Attribution adds a layer of instrumentation that all API call sites must use. Forgetting to wrap a call in an attribution context means unattributed costs that muddy your analysis. Enforce attribution through code review and linting rules that flag bare client.messages.create() calls. The JSONL storage approach works for small-to-medium volumes but needs replacement with a proper time-series database (InfluxDB, TimescaleDB) at scale.

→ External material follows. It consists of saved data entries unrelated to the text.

use std::fmt;
use std::path::PathBuf;

use clap::Args;
use owo_colors::OwoColorize;

use fastdoc_daemon::http_server::health::version::VersionRequest;
use fastdoc_daemon::state::AppState;

#[derive(Args, Debug, Clone)]
pub struct Health;

#[derive(Debug)]
pub struct ConfigInfo {
    pub directory: PathBuf,
    pub docs_dir: PathBuf,
    pub docs_dir_exists: bool,
    pub api_port: u16,
}

#[derive(Debug)]
pub enum EndpointStatus {
    Ok,
    Unhealthy(String),
    NotReachable,
}

#[derive(Debug)]
pub struct DaemonInfo {
    pub url: String,
    pub livez: EndpointStatus,
    pub version: Option<String>,
}

#[derive(Debug)]
pub struct HealthOutput {
    pub config: Option<ConfigInfo>,
    pub config_error: Option<String>,
    pub daemon: DaemonInfo,
}

impl fmt::Display for HealthOutput {
    fn fmt(&self, f: &mut fmt::Formatter<'_>) -> fmt::Result {
        writeln!(f, "{}:", "Config".bold())?;
        match &self.config {
            Some(info) => {
                writeln!(
                    f,
                    "  {} {}",
                    "directory:".dimmed(),
                    info.directory.display()
                )?;
                writeln!(f, "  {} {}", "config.toml:".dimmed(), "OK".green())?;
                let docs_status = if info.docs_dir_exists {
                    "OK".green().to_string()
                } else {
                    "MISSING".red().to_string()
                };
                writeln!(
                    f,
                    "  {} {} ({})",
                    "docs dir:".dimmed(),
                    info.docs_dir.display(),
                    docs_status
                )?;
                writeln!(f, "  {} {}", "api_port:".dimmed(), info.api_port)?;
            }
            None => {
                if let Some(err) = &self.config_error {
                    writeln!(f, "  {} {}", "error:".red(), err)?;
                }
            }
        }

        writeln!(f)?;
        writeln!(f, "{} ({}):", "Daemon".bold(), self.daemon.url)?;

        let livez_str = match &self.daemon.livez {
            EndpointStatus::Ok => "OK".green().to_string(),
            EndpointStatus::Unhealthy(code) => format!("{} ({})", "UNHEALTHY".red(), code),
            EndpointStatus::NotReachable => "NOT REACHABLE".red().to_string(),
        };
        writeln!(f, "  {} {}", "livez:".dimmed(), livez_str)?;

        match &self.daemon.version {
            Some(version) => write!(f, "  {} {}", "version:".dimmed(), version),
            None => write!(
                f,
                "  {} {}",
                "version:".dimmed(),
                "NOT REACHABLE".red()
            ),
        }
    }
}

#[derive(Debug, thiserror::Error)]
pub enum HealthError {
    #[error("health check failed: {0}")]
    Failed(String),
}

#[async_trait::async_trait]
impl crate::cli::op::Op for Health {
    type Error = HealthError;
    type Output = HealthOutput;

    async fn execute(&self, ctx: &crate::cli::op::OpContext) -> Result<Self::Output, Self::Error> {
        let (config, config_error) = match AppState::load(ctx.config_path.clone()) {
            Ok(state) => (
                Some(ConfigInfo {
                    directory: state.app_dir,
                    docs_dir_exists: state.docs_dir.is_dir(),
                    docs_dir: state.docs_dir,
                    api_port: state.config.api_port,
                }),
                None,
            ),
            Err(e) => (None, Some(e.to_string())),
        };

        let base = ctx.client.base_url().clone();
        let client = ctx.client.http_client().clone();

        let livez_url = format!("{}/_status/livez", base.as_str().trim_end_matches('/'));
        let livez = match client.get(&livez_url).send().await {
            Ok(resp) if resp.status().is_success() => EndpointStatus::Ok,
            Ok(resp) => EndpointStatus::Unhealthy(resp.status().to_string()),
            Err(_) => EndpointStatus::NotReachable,
        };

        let mut api = ctx.client.clone();
        let version = api
            .call(VersionRequest {})
            .await
            .ok()
            .map(|info| info.to_string());

        Ok(HealthOutput {
            config,
            config_error,
            daemon: DaemonInfo {
                url: base.to_string(),
                livez,
                version,
            },
        })
    }
}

Attribution granularity is a spectrum: too coarse (agent-level only) misses optimization opportunities, too fine (per-user per-feature per-session) creates analysis paralysis.

Implementation Checklist

Measuring Impact

The attribution system pays for itself when it surfaces the first actionable insight. Track “insights surfaced” and “dollars saved per insight.” Common first findings: one agent type consuming disproportionate tokens (fix: loop detection), one task type using an over-powered model (fix: model routing), or one project generating 10x more requests than expected (fix: request deduplication). A well-maintained attribution system surfaces $500-$2,000/month in savings opportunities within the first week.